Rate and timing tests measure the interval between events. Where the browser exposes them, we use pointerrawupdate and getCoalescedEvents to see events at a finer granularity than one per frame, then compute a distribution rather than a single number.
Events are captured only inside the test area, so your normal browser and operating-system shortcuts keep working everywhere else on the page.
How to use it
- Click or tap inside the test area to give it focus.
- Press keys, click buttons, scroll, or move/drag as the test instructs.
- Watch the live visualization highlight exactly what the browser received.
- For rate tests, move or click continuously so enough samples are collected.
- Use Reset to clear the state and start a fresh measurement.
What it detects
- Which keys, buttons, and touch points register in this browser session
- Scroll direction and wheel deltas, double-click intervals, and movement paths
- A browser-observed estimate of event rate (for polling-rate tests)
- The maximum number of simultaneous keys or touches the browser reports
What it can’t detect
- A device’s true hardware polling rate, DPI, or input latency
- Keys and shortcuts the operating system intercepts before the browser sees them
- Whether a fault is in the device, the driver, or OS settings like key repeat and acceleration
Troubleshooting
| Symptom | What to do |
|---|---|
| A key doesn’t register | Some media and system keys are handled by the OS and never reach the browser. Try another key or check your keyboard layout. |
| Scroll seems reversed | That’s an OS setting (natural scrolling); the test reports the direction the browser received. |
| Event rate reads low | Move continuously, keep the tab focused, and disable power saving — the browser observes events after OS processing. |
| Right-click menu appears | The context menu is only suppressed inside the dedicated test pad; use that area for button tests. |
FAQ
Why isn’t a key registering?
Certain keys (like some media or system keys) are handled by the OS and never reach the browser. Try a different key or check your layout.
Is my typing recorded?
No. Key and pointer events are processed locally to drive the visualization and never leave your device.
Does this work offline?
Yes, input tests work offline once the page has loaded.

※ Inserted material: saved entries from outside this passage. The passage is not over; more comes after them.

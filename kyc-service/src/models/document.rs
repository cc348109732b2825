use chrono::{DateTime, Utc};
use serde::{Deserialize, Serialize};
use utoipa::ToSchema;
use uuid::Uuid;

/// The three identity artifacts a user must submit.
#[derive(Debug, Clone, Copy, PartialEq, Eq, Hash, Serialize, Deserialize, ToSchema)]
#[serde(rename_all = "snake_case")]
pub enum DocumentCategory {
    FrontFace,
    BackFace,
    Portrait,
}

impl DocumentCategory {
    pub const ALL: [DocumentCategory; 3] = [
        DocumentCategory::FrontFace,
        DocumentCategory::BackFace,
        DocumentCategory::Portrait,
    ];

    pub fn as_str(&self) -> &'static str {
        match self {
            DocumentCategory::FrontFace => "front_face",
            DocumentCategory::BackFace => "back_face",
            DocumentCategory::Portrait => "portrait",
        }
    }
}

impl std::str::FromStr for DocumentCategory {
    type Err = String;

    /// Accepts the canonical names plus the hyphenated and legacy id-card spellings.
    fn from_str(s: &str) -> Result<Self, Self::Err> {
        match s.trim().to_lowercase().as_str() {
            "front_face" | "front-face" | "cedula_front" => Ok(DocumentCategory::FrontFace),
            "back_face" | "back-face" | "cedula_back" => Ok(DocumentCategory::BackFace),
            "portrait" | "face_photo" => Ok(DocumentCategory::Portrait),
            _ => Err(format!("Invalid document category: {}", s)),
        }
    }
}

/// Per-document review state.
#[derive(Debug, Clone, Copy, PartialEq, Eq, Hash, Serialize, Deserialize, ToSchema)]
#[serde(rename_all = "lowercase")]
pub enum DocumentStatus {
    Pending,
    Approved,
    Rejected,
}

impl DocumentStatus {
    pub const ALL: [DocumentStatus; 3] = [
        DocumentStatus::Pending,
        DocumentStatus::Approved,
        DocumentStatus::Rejected,
    ];

    pub fn as_str(&self) -> &'static str {
        match self {
            DocumentStatus::Pending => "pending",
            DocumentStatus::Approved => "approved",
            DocumentStatus::Rejected => "rejected",
        }
    }
}

impl std::str::FromStr for DocumentStatus {
    type Err = String;

    fn from_str(s: &str) -> Result<Self, Self::Err> {
        match s {
            "pending" => Ok(DocumentStatus::Pending),
            "approved" => Ok(DocumentStatus::Approved),
            "rejected" => Ok(DocumentStatus::Rejected),
            _ => Err(format!("Invalid document status: {}", s)),
        }
    }
}

/// An operator's verdict on one document.
///
/// A rejection always carries its reason, so status and reason cannot disagree.
#[derive(Debug, Clone, PartialEq, Eq)]
pub enum ReviewDecision {
    Approve,
    Reject { reason: String },
}

impl ReviewDecision {
    pub fn status(&self) -> DocumentStatus {
        match self {
            ReviewDecision::Approve => DocumentStatus::Approved,
            ReviewDecision::Reject { .. } => DocumentStatus::Rejected,
        }
    }

    pub fn reason(&self) -> Option<&str> {
        match self {
            ReviewDecision::Approve => None,
            ReviewDecision::Reject { reason } => Some(reason),
        }
    }
}

/// One uploaded identity artifact.
#[derive(Debug, Clone, PartialEq, Eq, Serialize, ToSchema)]
pub struct VerificationDocument {
    pub id: Uuid,
    pub identity_id: Uuid,
    pub category: DocumentCategory,
    #[serde(skip_serializing)]
    pub blob_key: String,
    pub original_name: String,
    pub size_bytes: i64,
    pub mime_type: String,
    pub status: DocumentStatus,
    /// Present iff `status` is rejected.
    #[serde(skip_serializing_if = "Option::is_none")]
    pub rejection_reason: Option<String>,
    #[serde(skip_serializing_if = "Option::is_none")]
    pub reviewed_by: Option<Uuid>,
    #[serde(skip_serializing_if = "Option::is_none")]
    pub reviewed_at: Option<DateTime<Utc>>,
    pub created_at: DateTime<Utc>,
    pub updated_at: DateTime<Utc>,
}

impl VerificationDocument {
    pub fn new_pending(
        identity_id: Uuid,
        category: DocumentCategory,
        blob_key: String,
        original_name: String,
        size_bytes: i64,
        mime_type: String,
    ) -> Self {
        let now = Utc::now();
        Self {
            id: Uuid::new_v4(),
            identity_id,
            category,
            blob_key,
            original_name,
            size_bytes,
            mime_type,
            status: DocumentStatus::Pending,
            rejection_reason: None,
            reviewed_by: None,
            reviewed_at: None,
            created_at: now,
            updated_at: now,
        }
    }

    /// Overwrites status and reason. Re-deciding an already decided document is allowed.
    pub fn apply_decision(&mut self, decision: &ReviewDecision, reviewer: Uuid, at: DateTime<Utc>) {
        self.status = decision.status();
        self.rejection_reason = decision.reason().map(str::to_string);
        self.reviewed_by = Some(reviewer);
        self.reviewed_at = Some(at);
        self.updated_at = at;
    }
}
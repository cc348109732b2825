use axum::{http::header, response::IntoResponse};

pub async fn metrics() -> impl IntoResponse {
    (
        [(header::CONTENT_TYPE, "text/plain; version=0.0.4")],
        crate::services::metrics::render(),
    )
}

Why is my 1000 Hz mouse showing less?
The browser observes events after the OS and compositor, so the measured rate can be lower than the mouse’s rated polling rate.
Can I test a keyboard’s full anti-ghosting?
Only what the browser reports in this session. Some combinations are limited by the browser or OS, so this isn’t a universal hardware certification.
Do these tests work with a trackpad or touchscreen?
Yes. Pointer events cover mouse, trackpad, touch and stylus, though exposed details like pressure vary by device.